Offenheit lässt auch Lösungen zu, die anderen mehr als den eigenen Interessen dienen! Zudem haben eigene Interessen einzelner Staaten in Entscheidungen eines Welt-Sicherheitsrates, der gerecht sein will, eigentlich sowieso nichts verloren (Gewaltentrennung).

Ist Korruption oder sind die hintergründigen Strategiespiele, welche einzelne Länder vor den Wahlen des letzten Generalsekretärs führten, wirklich mit dem Wort Offenheit vereinbar? Die Strategen und Geldschmierer arbeiten verdeckt…

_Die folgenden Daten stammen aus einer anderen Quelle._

// Copyright (c) Piastre.
// All rights reserved.
//
// This source code is licensed under the license found in the
// LICENSE file in the root directory of this source tree.

use chrono::NaiveDate;
use piastre::cli;
use piastre::commands::exporter;
use piastre::ledger::Ledger;
use piastre::models::{Account, Category, Currency, Transaction, TransactionKind};
use rust_decimal::Decimal;

fn date(s: &str) -> NaiveDate {
    NaiveDate::parse_from_str(s, "%Y-%m-%d").unwrap()
}

fn setup() -> Ledger {
    let accounts = vec![
        Account {
            id: 1,
            name: "Cash".into(),
            initial_balance: Decimal::ZERO,
            currency: Currency::Egp,
        },
        Account {
            id: 2,
            name: "Dollars".into(),
            initial_balance: Decimal::ZERO,
            currency: Currency::Usd,
        },
    ];
    let categories = vec![Category {
        id: 1,
        name: "Food".into(),
        icon: "restaurant".into(),
        color: "#FF6B6B".into(),
        is_default: true,
    }];
    // newest first, like the loaded log
    let transactions = vec![
        Transaction {
            id: 2,
            description: String::new(),
            amount: Decimal::from(100),
            date: date("2025-08-02"),
            account_id: 2,
            kind: TransactionKind::Transfer {
                to_account_id: 1,
                received_amount: Some(Decimal::from(4700)),
            },
        },
        Transaction {
            id: 1,
            description: "lunch".into(),
            amount: Decimal::from(60),
            date: date("2025-08-01"),
            account_id: 1,
            kind: TransactionKind::Expense {
                category_id: Some(1),
            },
        },
    ];
    Ledger::from_parts(accounts, categories, transactions)
}

fn export_matches(args: &[&str]) -> clap::ArgMatches {
    let mut argv = vec!["piastre", "export", "transactions"];
    argv.extend_from_slice(args);
    let matches = cli::build_cli().get_matches_from(argv);
    let Some(("export", sub)) = matches.subcommand() else {
        panic!("no export subcommand");
    };
    sub.clone()
}

#[test]
fn csv_export_is_oldest_first_with_resolved_names() {
    let dir = tempfile::tempdir().unwrap();
    let path = dir.path().join("txs.csv");
    let matches = export_matches(&["--format", "csv", "--out", path.to_str().unwrap()]);
    exporter::handle(&setup(), &matches).unwrap();

    let content = std::fs::read_to_string(&path).unwrap();
    let lines: Vec<&str> = content.lines().collect();
    assert_eq!(
        lines[0],
        "date,type,account,description,amount,currency,category,to_account,received_amount"
    );
    assert_eq!(lines[1], "2025-08-01,expense,Cash,lunch,60,EGP,Food,,");
    assert_eq!(lines[2], "2025-08-02,transfer,Dollars,,100,USD,,Cash,4700");
}

#[test]
fn json_export_round_trips() {
    let dir = tempfile::tempdir().unwrap();
    let path = dir.path().join("txs.json");
    let matches = export_matches(&["--format", "json", "--out", path.to_str().unwrap()]);
    exporter::handle(&setup(), &matches).unwrap();

    let content = std::fs::read_to_string(&path).unwrap();
    let items: serde_json::Value = serde_json::from_str(&content).unwrap();
    let items = items.as_array().unwrap();
    assert_eq!(items.len(), 2);
    assert_eq!(items[0]["type"], "expense");
    assert_eq!(items[0]["category"], "Food");
    assert_eq!(items[1]["to_account"], "Cash");
    // Decimal serializes as a string to keep precision
    assert_eq!(items[1]["received_amount"], serde_json::json!("4700"));
}
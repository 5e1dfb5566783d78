// Ledger module - hledger invocation and output parsing

mod parse;

pub use parse::{parse_amount, parse_prices, parse_register_tsv, parse_stats, DEFAULT_COMMODITY};

use anyhow::{Context, Result};
use chrono::NaiveDate;
use rust_decimal::Decimal;
use serde::Serialize;
use std::collections::HashMap;
use std::path::PathBuf;
use std::process::Command;
use tracing::{debug, info};

use crate::commodity::CommodityValue;
use crate::error::FinmetricsError;
use crate::register::Register;

/// A change in quantity of a commodity in an account at some date.
///
/// Ordering is by date, then account, commodity and quantity.
#[derive(Debug, Clone, PartialEq, Eq, PartialOrd, Ord, Hash, Serialize)]
pub struct Transaction {
    pub date: NaiveDate,
    pub account: String,
    pub commodity: String,
    pub quantity: Decimal,
}

impl Transaction {
    /// Identity of the time series this transaction belongs to
    pub fn group_key(&self) -> (String, String) {
        (self.account.clone(), self.commodity.clone())
    }
}

/// Ledger statistics
#[derive(Debug, Clone, Copy, PartialEq, Eq)]
pub struct Stats {
    pub start: NaiveDate,
    pub end: NaiveDate,
}

/// Earliest date each (account, commodity) pair appears
pub fn first_appearances(transactions: &[Transaction]) -> HashMap<(String, String), NaiveDate> {
    let mut starts: HashMap<(String, String), NaiveDate> = HashMap::new();
    for t in transactions {
        starts
            .entry(t.group_key())
            .and_modify(|d| *d = (*d).min(t.date))
            .or_insert(t.date);
    }
    starts
}

/// Earliest date each commodity appears in any account
pub fn commodity_first_appearances(transactions: &[Transaction]) -> HashMap<String, NaiveDate> {
    let mut starts: HashMap<String, NaiveDate> = HashMap::new();
    for t in transactions {
        starts
            .entry(t.commodity.clone())
            .and_modify(|d| *d = (*d).min(t.date))
            .or_insert(t.date);
    }
    starts
}

/// Reads ledger data through the `hledger` command line tool.
#[derive(Debug, Clone)]
pub struct Ledger {
    path: Option<PathBuf>,
    binary: String,
}

impl Ledger {
    /// Ledger reading from the file at `path`, or hledger's own default file
    /// (`$LEDGER_FILE`, `~/.hledger.journal`) when `None`.
    pub fn new(path: Option<PathBuf>, binary: impl Into<String>) -> Self {
        Self {
            path,
            binary: binary.into(),
        }
    }

    pub fn path(&self) -> Option<&PathBuf> {
        self.path.as_ref()
    }

    fn run(&self, args: &[&str]) -> Result<String> {
        let mut command = Command::new(&self.binary);
        command.args(args);
        if let Some(path) = &self.path {
            command.arg("-f").arg(path);
        }

        debug!("Running {:?}", command);
        let output = command
            .output()
            .with_context(|| format!("Failed to run {}", self.binary))?;

        if !output.status.success() {
            return Err(FinmetricsError::Ledger(format!(
                "{} {} exited with {}: {}",
                self.binary,
                args.join(" "),
                output.status,
                String::from_utf8_lossy(&output.stderr).trim()
            ))
            .into());
        }

        String::from_utf8(output.stdout)
            .with_context(|| format!("{} produced non UTF-8 output", self.binary))
    }

    /// All the accounts in the ledger
    pub fn accounts(&self) -> Result<Vec<String>> {
        Ok(self.run(&["accounts"])?.lines().map(str::to_string).collect())
    }

    /// All the commodities in the ledger
    pub fn commodities(&self) -> Result<Vec<String>> {
        Ok(self
            .run(&["commodities"])?
            .lines()
            .map(str::to_string)
            .collect())
    }

    /// All commodity prices, optionally including ones inferred from transactions
    pub fn prices(&self, infer: bool) -> Result<Vec<CommodityValue>> {
        let mut args = vec!["prices"];
        if infer {
            args.push("--infer-market-prices");
        }
        parse_prices(&self.run(&args)?)
    }

    /// Transactions, combined per (account, date, commodity)
    pub fn transactions(&self, forecast_only: bool) -> Result<Vec<Transaction>> {
        let mut args = vec!["register", "-O", "tsv"];
        if forecast_only {
            args.extend(["--forecast=2010..", "tag:generated"]);
        }

        let transactions = parse_register_tsv(&self.run(&args)?)?;
        info!("Loaded {} transactions from ledger", transactions.len());
        Ok(transactions)
    }

    /// Running balances for the accounts matching `query`
    pub fn register(&self, query: &str) -> Result<Register> {
        let tsv = self.run(&["register", query, "-O", "tsv"])?;
        Register::from_tsv(query, &tsv)
    }

    pub fn stats(&self) -> Result<Stats> {
        parse_stats(&self.run(&["stats"])?)
    }
}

Ist es offen gegenüber Gewagtem und Neuem, wenn die Schweiz das tut, was die Mehrheit der Staaten auf dieser Welt tun? Ist Offeheit Gruppendruck (z.B. die Offenheit gegenüber der ersten Zigarette….), ist Offenheit Feigheit?

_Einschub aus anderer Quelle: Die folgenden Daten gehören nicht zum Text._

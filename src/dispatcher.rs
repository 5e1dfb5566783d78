//! Command dispatcher that routes parsed clap `Commands` to their handlers.
//!
//! Handlers share the loaded [`Config`] and the global `--json` flag; each
//! opens the ledger it needs, so nothing touches hledger before a command
//! actually runs.

mod balances;
mod metrics;
mod stocks;
mod treas;
mod vests;

use anyhow::Result;
use std::path::Path;
use tracing::debug;

use crate::cli::{Cli, Commands};
use crate::config::Config;
use crate::ledger::Ledger;

/// Route a parsed command line to its handler
pub async fn dispatch(cli: Cli) -> Result<()> {
    let config = Config::load(cli.config.as_deref())?;
    let json_output = cli.json;

    match cli.command {
        Commands::Metrics {
            input,
            url,
            sink,
            dry_run,
        } => {
            let ledger = open_ledger(&config, input.as_deref());
            metrics::dispatch_metrics(&config, &ledger, url, sink, dry_run, json_output).await
        }
        Commands::Balances {
            query,
            input,
            from,
            to,
        } => {
            let ledger = open_ledger(&config, input.as_deref());
            balances::dispatch_balances(&ledger, &query, from.as_deref(), to.as_deref(), json_output)
        }
        Commands::Stocks { input, output } => {
            let ledger = open_ledger(&config, input.as_deref());
            stocks::dispatch_stocks(&ledger, &output, json_output).await
        }
        Commands::Treas { input, output } => {
            let ledger = open_ledger(&config, input.as_deref());
            treas::dispatch_treas(&ledger, &output, json_output)
        }
        Commands::Vests {
            period,
            shares,
            unit,
            company,
            account,
        } => vests::dispatch_vests(&period, shares, &unit, &company, &account, json_output),
    }
}

fn open_ledger(config: &Config, input: Option<&Path>) -> Ledger {
    let path = config.ledger_path(input);
    debug!("Using ledger {:?} via {}", path, config.hledger_bin);
    Ledger::new(path, config.hledger_bin.clone())
}
//! Alignment engine properties exercised through the public API

use chrono::NaiveDate;
use rust_decimal::Decimal;
use rust_decimal_macros::dec;
use std::collections::HashMap;

use finmetrics::commodity::PriceTable;
use finmetrics::register::{Balance, Register, RegisterRow};
use finmetrics::series::{cumulative_sum, date_range, fill};

fn d(day: u32) -> NaiveDate {
    NaiveDate::from_ymd_opt(2024, 1, day).unwrap()
}

#[derive(Debug, Clone, PartialEq, Eq, PartialOrd, Ord)]
struct Sample {
    date: NaiveDate,
    group: &'static str,
    value: Decimal,
}

fn sample(day: u32, group: &'static str, value: Decimal) -> Sample {
    Sample {
        date: d(day),
        group,
        value,
    }
}

fn carry_forward(items: Vec<Sample>, grid: &[NaiveDate]) -> Vec<Sample> {
    let mut filled = fill(
        items,
        grid.iter().copied(),
        |s| s.date,
        |s| s.group,
        |date, group, nearest| Sample {
            date,
            group: *group,
            value: nearest.value,
        },
    );
    filled.sort();
    filled
}

#[test]
fn grid_fill_covers_every_group_at_every_point() {
    let grid: Vec<_> = date_range(d(1), d(8), 1).collect();
    let items = vec![
        sample(2, "bank", dec!(1)),
        sample(5, "bank", dec!(2)),
        sample(7, "broker", dec!(3)),
        sample(1, "card", dec!(-4)),
    ];
    let filled = carry_forward(items, &grid);

    for group in ["bank", "broker", "card"] {
        for date in &grid {
            assert!(
                filled.iter().any(|s| s.group == group && s.date == *date),
                "{} missing {}",
                group,
                date
            );
        }
    }
}

#[test]
fn grid_fill_scenario_carries_values_forward() {
    let grid: Vec<_> = date_range(d(1), d(6), 1).collect();
    let filled = carry_forward(
        vec![sample(1, "a", dec!(10)), sample(3, "a", dec!(30))],
        &grid,
    );

    let values: Vec<_> = filled.iter().map(|s| s.value).collect();
    assert_eq!(values, vec![dec!(10), dec!(10), dec!(30), dec!(30), dec!(30)]);
}

#[test]
fn grid_fill_is_idempotent_on_sorted_output() {
    let grid: Vec<_> = date_range(d(1), d(6), 1).collect();
    let once = carry_forward(
        vec![sample(2, "a", dec!(1)), sample(4, "b", dec!(2))],
        &grid,
    );
    let twice = carry_forward(once.clone(), &grid);

    assert_eq!(once, twice);
}

#[test]
fn running_total_final_value_is_group_sum() {
    let items = vec![
        ("a", dec!(1.5)),
        ("b", dec!(10)),
        ("a", dec!(-0.5)),
        ("a", dec!(4)),
        ("b", dec!(-3)),
    ];
    let mut last: HashMap<&str, Decimal> = HashMap::new();
    for ((group, _), total) in cumulative_sum(items.clone(), |i| i.0, |i| i.1, Decimal::ZERO) {
        last.insert(group, total);
    }

    for group in ["a", "b"] {
        let sum: Decimal = items.iter().filter(|i| i.0 == group).map(|i| i.1).sum();
        assert_eq!(last[group], sum);
    }
}

#[test]
fn running_total_scenario() {
    let totals: Vec<_> = cumulative_sum(
        vec![("A", dec!(5)), ("A", dec!(3)), ("B", dec!(1))],
        |i| i.0,
        |i| i.1,
        Decimal::ZERO,
    )
    .map(|(_, total)| total)
    .collect();

    assert_eq!(totals, vec![dec!(5), dec!(8), dec!(1)]);
}

fn usd_row(day: u32, amount: Decimal) -> RegisterRow {
    RegisterRow::new(
        d(day),
        vec![Balance {
            amount,
            commodity: "USD".to_string(),
        }],
    )
}

#[test]
fn register_fill_suppresses_everything_after_trailing_zero() {
    let mut register = Register::new("assets:bank", vec![usd_row(1, dec!(5)), usd_row(3, dec!(0))]);
    let dates: Vec<_> = date_range(d(1), d(6), 1).collect();
    register.fill(&dates, &PriceTable::new());

    let dates: Vec<_> = register.rows().iter().map(|r| r.date).collect();
    assert_eq!(dates, vec![d(1), d(3)]);
    assert!(register.rows().iter().all(|r| r.date <= d(3)));
}

#[test]
fn register_fill_with_all_rows_before_dates_carries_last() {
    let mut register = Register::new("assets:bank", vec![usd_row(1, dec!(7))]);
    let dates: Vec<_> = date_range(d(4), d(7), 1).collect();
    register.fill(&dates, &PriceTable::new());

    let values: Vec<_> = register
        .rows()
        .iter()
        .map(|r| (r.date, r.balances[0].amount))
        .collect();
    assert_eq!(values, vec![(d(4), dec!(7)), (d(5), dec!(7)), (d(6), dec!(7))]);
}
use anyhow::{anyhow, Context, Result};
use chrono::NaiveDate;
use reqwest::Client;
use rust_decimal::Decimal;
use serde::Deserialize;
use tracing::{debug, info};

use crate::commodity::CommodityValue;
use crate::error::FinmetricsError;

const CHART_URL: &str = "https://query1.finance.yahoo.com/v8/finance/chart";

/// Yahoo Finance chart response
#[derive(Debug, Deserialize)]
struct YahooChartResponse {
    chart: ChartData,
}

#[derive(Debug, Deserialize)]
struct ChartData {
    result: Option<Vec<ChartResult>>,
    error: Option<YahooError>,
}

#[derive(Debug, Deserialize)]
struct ChartResult {
    timestamp: Option<Vec<i64>>,
    indicators: Indicators,
}

#[derive(Debug, Deserialize)]
struct Indicators {
    quote: Vec<Quote>,
}

#[derive(Debug, Deserialize)]
struct Quote {
    close: Option<Vec<Option<f64>>>,
}

#[derive(Debug, Deserialize)]
struct YahooError {
    code: String,
    description: String,
}

/// HTTP client configured for the chart API
pub fn build_client() -> Result<Client> {
    Client::builder()
        .user_agent("Mozilla/5.0 (compatible; finmetrics/0.1)")
        .build()
        .context("Failed to build HTTP client")
}

/// Fetch daily closing prices of `symbol` from `from` (inclusive) to `to` (exclusive).
///
/// Days without a close (holidays, halted trading) are skipped.
pub async fn fetch_daily_closes(
    client: &Client,
    symbol: &str,
    from: NaiveDate,
    to: NaiveDate,
) -> Result<Vec<CommodityValue>> {
    info!("Fetching daily closes for {} from {} to {}", symbol, from, to);

    let period1 = from
        .and_hms_opt(0, 0, 0)
        .ok_or_else(|| anyhow!("Invalid from date"))?
        .and_utc()
        .timestamp();
    let period2 = to
        .and_hms_opt(0, 0, 0)
        .ok_or_else(|| anyhow!("Invalid to date"))?
        .and_utc()
        .timestamp();

    let url = format!(
        "{}/{}?period1={}&period2={}&interval=1d",
        CHART_URL, symbol, period1, period2
    );

    let response = client
        .get(&url)
        .send()
        .await
        .context("Failed to send request to Yahoo Finance")?;

    if !response.status().is_success() {
        return Err(FinmetricsError::Pricing(format!(
            "Yahoo Finance returned error status {} for {}",
            response.status(),
            symbol
        ))
        .into());
    }

    let data: YahooChartResponse = response
        .json()
        .await
        .context("Failed to parse Yahoo Finance response")?;

    let closes = closes_from_chart(symbol, data)?;
    let closes: Vec<CommodityValue> = closes
        .into_iter()
        .filter(|c| c.date >= from && c.date < to)
        .collect();

    debug!("Fetched {} closes for {}", closes.len(), symbol);
    Ok(closes)
}

fn closes_from_chart(symbol: &str, data: YahooChartResponse) -> Result<Vec<CommodityValue>> {
    if let Some(error) = data.chart.error {
        return Err(FinmetricsError::Pricing(format!(
            "Yahoo Finance API error for {}: {} - {}",
            symbol, error.code, error.description
        ))
        .into());
    }

    let result = data
        .chart
        .result
        .and_then(|r| r.into_iter().next())
        .ok_or_else(|| FinmetricsError::Pricing(format!("No data returned for {}", symbol)))?;

    // A range with no trading days has no timestamps at all
    let timestamps = result.timestamp.unwrap_or_default();
    let closes = result
        .indicators
        .quote
        .into_iter()
        .next()
        .and_then(|q| q.close)
        .unwrap_or_default();

    let mut values = Vec::with_capacity(timestamps.len());
    for (i, &timestamp) in timestamps.iter().enumerate() {
        let date = chrono::DateTime::from_timestamp(timestamp, 0)
            .ok_or_else(|| anyhow!("Invalid timestamp {}", timestamp))?
            .date_naive();

        let Some(close) = closes.get(i).copied().flatten() else {
            continue;
        };
        let Some(value) = Decimal::from_f64_retain(close) else {
            continue;
        };

        values.push(CommodityValue {
            date,
            name: symbol.to_string(),
            value: value.round_dp(4).normalize(),
        });
    }

    Ok(values)
}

Ist Offenheit nicht vielmehr das Ergreifen einer anderen Möglichkeit?

Die Schweiz praktiziert «Offenheit» gegenüber allen, nicht nur gegenüber den von der UNO zugelassenen. Eine Offenheit, die aktiv auf andere Staaten zugeht, die humanitäre Hilfe leistet, die wissenschaftliche Projekte unterstützt (z.B. Wasserzufuhr vom Aralsee, Kirgistan, Aufbau eines Schulsystems in Bhutan, etc.). Eine Offenheit, die Vermittlungsdienste aktiv anbietet und ein sichere Infrastruktur dafür zur Verfügung stellt, die Menschen bei uns freundlich willkommen heisst und die dazu führt, dass die Schweizerinnen und Schweizer durchschnittlich mehr Fremdsprachen sprechen und ausländische Kontakte pflegen als Angehörige manch anderer Nationen: Diese Offenheit ist eine, welche die Beitrittsgegner aktiv fördern.

 

Teil Zwei, «Solidarität»

Nun noch zur Solidarität: Solidarisch sein heisst nicht, nur auf der Seite des «Stärkeren» Hilfe leisten. Militärisch sind die USA mit oder ohne NATO mit oder ohne UNO-Beschluss die stärkste Macht auf dem Planet. Wirtschaftlich gesehen kann mit einem UNO-Beschluss (Sanktionen) ein Land «ausgeblutet» werden. Ein solcher UNO-Beschluss kommt dann zu Stande, wenn vorgängig mit westlichen Massstäben die Handlungen eines Landes verurteilt werden und das Land als «Schurkenstaat» definiert wird, zum Beispiel der Irak. Alle gegen Einen: Welch eine Solidarität!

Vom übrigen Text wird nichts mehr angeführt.